Когда Зверевы «звереют»

   На вывеске самого большого магазина у нас на Пресне написано «Братья Зверевы». Там все продается. Но где взять деньги? Они у нас далеко не всегда есть. Наш папа получает деньги, только когда напишет хорошую музыку.
   — Жалованья у нас нет, — говорит мама.
   Таким, как мы, Зверевы дают продукты в долг, это называется «на книжку». Только у братьев Зверевых короткое терпение. Оно кончается каждый раз, как мы перебираем за сорок рублей. Мама становится мрачной: — Зверевы больше… «на книжку» не дают, — а папа пытается шутить: — Когда наши долги доходят до сорока рублей, Зверевы «звереют», а мы знаем, что паузы в музыке приятнее, чем паузы в желудке.
   Мы с Ниной даже рады: не будет супа, значит, не будут заставлять его есть и кашу тоже, дадут, что придется, — это интересней.
   Но, оказывается, потухнут все наши лампы — они не могут гореть без керосина, а керосин тоже зависит от всесильных братьев…

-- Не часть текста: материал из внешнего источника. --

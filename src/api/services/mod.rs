//! Service layer: session tokens, sync protocols, external identity.

pub mod jwt_service;
pub mod oidc_service;
pub mod sync_service;
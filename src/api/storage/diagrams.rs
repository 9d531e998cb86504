//! Diagram registry and version store.
//!
//! The registry maps (client-chosen identifier, account) to the current
//! diagram row; the version store keeps the bounded per-diagram history of
//! full-document snapshots.

use chrono::Utc;
use sqlx::SqliteConnection;

use crate::models::{Diagram, DiagramMeta, DiagramVersion};

use super::StorageError;

/// Number of versions retained per diagram after any counter bump.
pub const RETAINED_VERSIONS: i64 = 10;

const DIAGRAM_COLUMNS: &str = "id, diagram_id, user_id, name, database_type, \
     database_edition, version, created_at, updated_at, deleted_at";

const VERSION_COLUMNS: &str = "id, diagram_id, version, data, description, created_at";

/// Look up a diagram by its client-chosen identifier, scoped to one account.
///
/// With `include_deleted` the lookup also sees soft-deleted rows, preferring
/// a live row when both exist for the same identifier (a soft-deleted row
/// can share its identifier with a live successor created by sync).
pub async fn find_by_external_id(
    conn: &mut SqliteConnection,
    user_id: i64,
    external_id: &str,
    include_deleted: bool,
) -> Result<Option<Diagram>, StorageError> {
    let sql = if include_deleted {
        format!(
            "SELECT {DIAGRAM_COLUMNS} FROM diagrams \
             WHERE diagram_id = ? AND user_id = ? \
             ORDER BY (deleted_at IS NULL) DESC, id LIMIT 1"
        )
    } else {
        format!(
            "SELECT {DIAGRAM_COLUMNS} FROM diagrams \
             WHERE diagram_id = ? AND user_id = ? AND deleted_at IS NULL"
        )
    };

    let diagram = sqlx::query_as::<_, Diagram>(&sql)
        .bind(external_id)
        .bind(user_id)
        .fetch_optional(&mut *conn)
        .await?;

    Ok(diagram)
}

/// Create a new diagram with the version counter at 1.
pub async fn create(
    conn: &mut SqliteConnection,
    user_id: i64,
    external_id: &str,
    meta: &DiagramMeta,
) -> Result<Diagram, StorageError> {
    let now = Utc::now();
    let result = sqlx::query(
        "INSERT INTO diagrams \
         (diagram_id, user_id, name, database_type, database_edition, version, created_at, updated_at) \
         VALUES (?, ?, ?, ?, ?, 1, ?, ?)",
    )
    .bind(external_id)
    .bind(user_id)
    .bind(&meta.name)
    .bind(&meta.database_type)
    .bind(&meta.database_edition)
    .bind(now)
    .bind(now)
    .execute(&mut *conn)
    .await?;

    Ok(Diagram {
        id: result.last_insert_rowid(),
        diagram_id: external_id.to_string(),
        user_id,
        name: meta.name.clone(),
        database_type: meta.database_type.clone(),
        database_edition: meta.database_edition.clone(),
        version: 1,
        created_at: now,
        updated_at: now,
        deleted_at: None,
    })
}

/// Restore a soft-deleted diagram: clear the deleted flag, reset the counter
/// to 1, refresh metadata, and discard every version from its prior life so
/// stale history can never surface again.
pub async fn restore(
    conn: &mut SqliteConnection,
    diagram: &Diagram,
    meta: &DiagramMeta,
) -> Result<Diagram, StorageError> {
    let now = Utc::now();
    sqlx::query(
        "UPDATE diagrams \
         SET deleted_at = NULL, version = 1, name = ?, database_type = ?, \
             database_edition = ?, updated_at = ? \
         WHERE id = ?",
    )
    .bind(&meta.name)
    .bind(&meta.database_type)
    .bind(&meta.database_edition)
    .bind(now)
    .bind(diagram.id)
    .execute(&mut *conn)
    .await?;

    sqlx::query("DELETE FROM diagram_versions WHERE diagram_id = ?")
        .bind(diagram.id)
        .execute(&mut *conn)
        .await?;

    Ok(Diagram {
        name: meta.name.clone(),
        database_type: meta.database_type.clone(),
        database_edition: meta.database_edition.clone(),
        version: 1,
        updated_at: now,
        deleted_at: None,
        ..diagram.clone()
    })
}

/// Increment the version counter and refresh the updated timestamp.
pub async fn bump_version(
    conn: &mut SqliteConnection,
    diagram: &Diagram,
) -> Result<Diagram, StorageError> {
    let now = Utc::now();
    sqlx::query("UPDATE diagrams SET version = version + 1, updated_at = ? WHERE id = ?")
        .bind(now)
        .bind(diagram.id)
        .execute(&mut *conn)
        .await?;

    Ok(Diagram {
        version: diagram.version + 1,
        updated_at: now,
        ..diagram.clone()
    })
}

/// Refresh metadata and the updated timestamp without touching the counter.
pub async fn touch(
    conn: &mut SqliteConnection,
    diagram: &Diagram,
    meta: &DiagramMeta,
) -> Result<Diagram, StorageError> {
    let now = Utc::now();
    sqlx::query(
        "UPDATE diagrams \
         SET name = ?, database_type = ?, database_edition = ?, updated_at = ? \
         WHERE id = ?",
    )
    .bind(&meta.name)
    .bind(&meta.database_type)
    .bind(&meta.database_edition)
    .bind(now)
    .bind(diagram.id)
    .execute(&mut *conn)
    .await?;

    Ok(Diagram {
        name: meta.name.clone(),
        database_type: meta.database_type.clone(),
        database_edition: meta.database_edition.clone(),
        updated_at: now,
        ..diagram.clone()
    })
}

/// Mark a diagram deleted. The row and its versions are retained; only push
/// can bring it back.
pub async fn soft_delete(conn: &mut SqliteConnection, id: i64) -> Result<(), StorageError> {
    sqlx::query("UPDATE diagrams SET deleted_at = ? WHERE id = ? AND deleted_at IS NULL")
        .bind(Utc::now())
        .bind(id)
        .execute(&mut *conn)
        .await?;
    Ok(())
}

/// Hard-delete a diagram and all of its versions.
pub async fn hard_delete(conn: &mut SqliteConnection, id: i64) -> Result<(), StorageError> {
    sqlx::query("DELETE FROM diagram_versions WHERE diagram_id = ?")
        .bind(id)
        .execute(&mut *conn)
        .await?;
    sqlx::query("DELETE FROM diagrams WHERE id = ?")
        .bind(id)
        .execute(&mut *conn)
        .await?;
    Ok(())
}

/// All live diagrams for an account, most recently updated first.
pub async fn list_for_user(
    conn: &mut SqliteConnection,
    user_id: i64,
) -> Result<Vec<Diagram>, StorageError> {
    let sql = format!(
        "SELECT {DIAGRAM_COLUMNS} FROM diagrams \
         WHERE user_id = ? AND deleted_at IS NULL \
         ORDER BY updated_at DESC"
    );
    let diagrams = sqlx::query_as::<_, Diagram>(&sql)
        .bind(user_id)
        .fetch_all(&mut *conn)
        .await?;
    Ok(diagrams)
}

/// Append a version snapshot.
pub async fn insert_version(
    conn: &mut SqliteConnection,
    diagram_id: i64,
    version: i64,
    data: &str,
    description: &str,
) -> Result<(), StorageError> {
    sqlx::query(
        "INSERT INTO diagram_versions (diagram_id, version, data, description, created_at) \
         VALUES (?, ?, ?, ?, ?)",
    )
    .bind(diagram_id)
    .bind(version)
    .bind(data)
    .bind(description)
    .bind(Utc::now())
    .execute(&mut *conn)
    .await?;
    Ok(())
}

/// The version row with the highest version number, if any.
pub async fn latest_version(
    conn: &mut SqliteConnection,
    diagram_id: i64,
) -> Result<Option<DiagramVersion>, StorageError> {
    let sql = format!(
        "SELECT {VERSION_COLUMNS} FROM diagram_versions \
         WHERE diagram_id = ? ORDER BY version DESC LIMIT 1"
    );
    let version = sqlx::query_as::<_, DiagramVersion>(&sql)
        .bind(diagram_id)
        .fetch_optional(&mut *conn)
        .await?;
    Ok(version)
}

/// A specific version row by version number.
pub async fn version_by_number(
    conn: &mut SqliteConnection,
    diagram_id: i64,
    version: i64,
) -> Result<Option<DiagramVersion>, StorageError> {
    let sql = format!(
        "SELECT {VERSION_COLUMNS} FROM diagram_versions \
         WHERE diagram_id = ? AND version = ?"
    );
    let row = sqlx::query_as::<_, DiagramVersion>(&sql)
        .bind(diagram_id)
        .bind(version)
        .fetch_optional(&mut *conn)
        .await?;
    Ok(row)
}

/// Overwrite the payload of an existing version row in place, refreshing its
/// timestamp. Used by sync, which never mints a new version number. A
/// missing row is not an error; sync tolerates history that was pruned or
/// never written.
pub async fn update_version_data(
    conn: &mut SqliteConnection,
    diagram_id: i64,
    version: i64,
    data: &str,
) -> Result<(), StorageError> {
    sqlx::query(
        "UPDATE diagram_versions SET data = ?, created_at = ? \
         WHERE diagram_id = ? AND version = ?",
    )
    .bind(data)
    .bind(Utc::now())
    .bind(diagram_id)
    .bind(version)
    .execute(&mut *conn)
    .await?;
    Ok(())
}

/// Version history, newest first.
pub async fn list_versions(
    conn: &mut SqliteConnection,
    diagram_id: i64,
) -> Result<Vec<DiagramVersion>, StorageError> {
    let sql = format!(
        "SELECT {VERSION_COLUMNS} FROM diagram_versions \
         WHERE diagram_id = ? ORDER BY version DESC"
    );
    let versions = sqlx::query_as::<_, DiagramVersion>(&sql)
        .bind(diagram_id)
        .fetch_all(&mut *conn)
        .await?;
    Ok(versions)
}

pub async fn count_versions(
    conn: &mut SqliteConnection,
    diagram_id: i64,
) -> Result<i64, StorageError> {
    let count: i64 =
        sqlx::query_scalar("SELECT COUNT(*) FROM diagram_versions WHERE diagram_id = ?")
            .bind(diagram_id)
            .fetch_one(&mut *conn)
            .await?;
    Ok(count)
}

/// Delete a single historical version row.
pub async fn delete_version(
    conn: &mut SqliteConnection,
    diagram_id: i64,
    version: i64,
) -> Result<bool, StorageError> {
    let result = sqlx::query("DELETE FROM diagram_versions WHERE diagram_id = ? AND version = ?")
        .bind(diagram_id)
        .bind(version)
        .execute(&mut *conn)
        .await?;
    Ok(result.rows_affected() > 0)
}

/// Retention rule: keep only the `RETAINED_VERSIONS` highest version
/// numbers. Runs inside the same transaction as the write that bumped the
/// counter.
pub async fn prune_versions(
    conn: &mut SqliteConnection,
    diagram_id: i64,
) -> Result<(), StorageError> {
    sqlx::query(
        "DELETE FROM diagram_versions \
         WHERE diagram_id = ? AND id NOT IN ( \
             SELECT id FROM diagram_versions \
             WHERE diagram_id = ? ORDER BY version DESC LIMIT ?)",
    )
    .bind(diagram_id)
    .bind(diagram_id)
    .bind(RETAINED_VERSIONS)
    .execute(&mut *conn)
    .await?;
    Ok(())
}
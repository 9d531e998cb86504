//! Diagram registry rows, version history rows, and sync wire types.

use chrono::{DateTime, Utc};
use serde::{Deserialize, Serialize};
use sqlx::FromRow;

/// Diagram registry row.
///
/// `diagram_id` is the client-chosen stable identifier; `id` is the
/// store-assigned one. `version` is the authoritative current version
/// counter. A non-null `deleted_at` marks a soft-deleted diagram, which is
/// excluded from normal lookups but restorable by a later push.
#[derive(Debug, Clone, FromRow)]
pub struct Diagram {
    pub id: i64,
    pub diagram_id: String,
    pub user_id: i64,
    pub name: String,
    pub database_type: String,
    pub database_edition: String,
    pub version: i64,
    pub created_at: DateTime<Utc>,
    pub updated_at: DateTime<Utc>,
    pub deleted_at: Option<DateTime<Utc>>,
}

/// Version history row. Immutable once written, except that the sync
/// protocol overwrites `data` of the latest row in place.
#[derive(Debug, Clone, FromRow)]
pub struct DiagramVersion {
    pub id: i64,
    pub diagram_id: i64,
    pub version: i64,
    pub data: String,
    pub description: String,
    pub created_at: DateTime<Utc>,
}

/// Push/sync request body in the client's JSON backup format.
///
/// The engine only interprets the identity and metadata fields; everything
/// else (tables, relationships, areas, notes, custom types, ...) is captured
/// by the flattened map and stored verbatim as the version payload.
#[derive(Debug, Clone, Serialize, Deserialize)]
pub struct DiagramDocument {
    pub id: String,
    pub name: String,
    #[serde(rename = "databaseType", default)]
    pub database_type: String,
    #[serde(
        rename = "databaseEdition",
        default,
        skip_serializing_if = "String::is_empty"
    )]
    pub database_edition: String,
    /// Optional version description, stored alongside the snapshot.
    #[serde(default, skip_serializing_if = "String::is_empty")]
    pub description: String,
    #[serde(flatten)]
    pub document: serde_json::Map<String, serde_json::Value>,
}

/// Registry metadata carried by push/sync requests.
#[derive(Debug, Clone)]
pub struct DiagramMeta {
    pub name: String,
    pub database_type: String,
    pub database_edition: String,
}

impl From<&DiagramDocument> for DiagramMeta {
    fn from(doc: &DiagramDocument) -> Self {
        Self {
            name: doc.name.clone(),
            database_type: doc.database_type.clone(),
            database_edition: doc.database_edition.clone(),
        }
    }
}

/// Response body for push, sync, snapshot and delete operations.
#[derive(Debug, Serialize)]
pub struct MutationResponse {
    pub message: String,
    pub diagram_id: String,
    pub version: i64,
    #[serde(skip_serializing_if = "Option::is_none")]
    pub is_new: Option<bool>,
}

/// Diagram metadata as returned by list and get endpoints.
#[derive(Debug, Serialize)]
pub struct DiagramSummary {
    pub id: i64,
    pub diagram_id: String,
    pub name: String,
    pub database_type: String,
    pub version: i64,
    pub created_at: String,
    pub updated_at: String,
}

impl From<&Diagram> for DiagramSummary {
    fn from(d: &Diagram) -> Self {
        Self {
            id: d.id,
            diagram_id: d.diagram_id.clone(),
            name: d.name.clone(),
            database_type: d.database_type.clone(),
            version: d.version,
            created_at: d.created_at.to_rfc3339(),
            updated_at: d.updated_at.to_rfc3339(),
        }
    }
}

/// Version metadata as returned by the version-history endpoint.
#[derive(Debug, Serialize)]
pub struct VersionSummary {
    pub id: i64,
    pub version: i64,
    pub description: String,
    pub created_at: String,
}

impl From<&DiagramVersion> for VersionSummary {
    fn from(v: &DiagramVersion) -> Self {
        Self {
            id: v.id,
            version: v.version,
            description: v.description.clone(),
            created_at: v.created_at.to_rfc3339(),
        }
    }
}

/// Bulk pull response: full documents for every live diagram.
#[derive(Debug, Serialize)]
pub struct PullAllResponse {
    pub diagrams: Vec<serde_json::Value>,
    pub count: usize,
}

#[derive(Debug, Default, Deserialize)]
pub struct SnapshotRequest {
    #[serde(default)]
    pub description: String,
}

   Самое плохое, когда «кончились дрова». Зима. В комнате холодно, как на улице. Утром нас с Ниной быстро одевают под одеялом, а потом заворачивают обеих вместе в оба одеяла, «чтобы было теплее». У мамы грустное лицо, но она шутит:
   — Сидите тихо, мои сиамские близнецы, не слезайте с кровати, пока ваш папа не «найдет денег».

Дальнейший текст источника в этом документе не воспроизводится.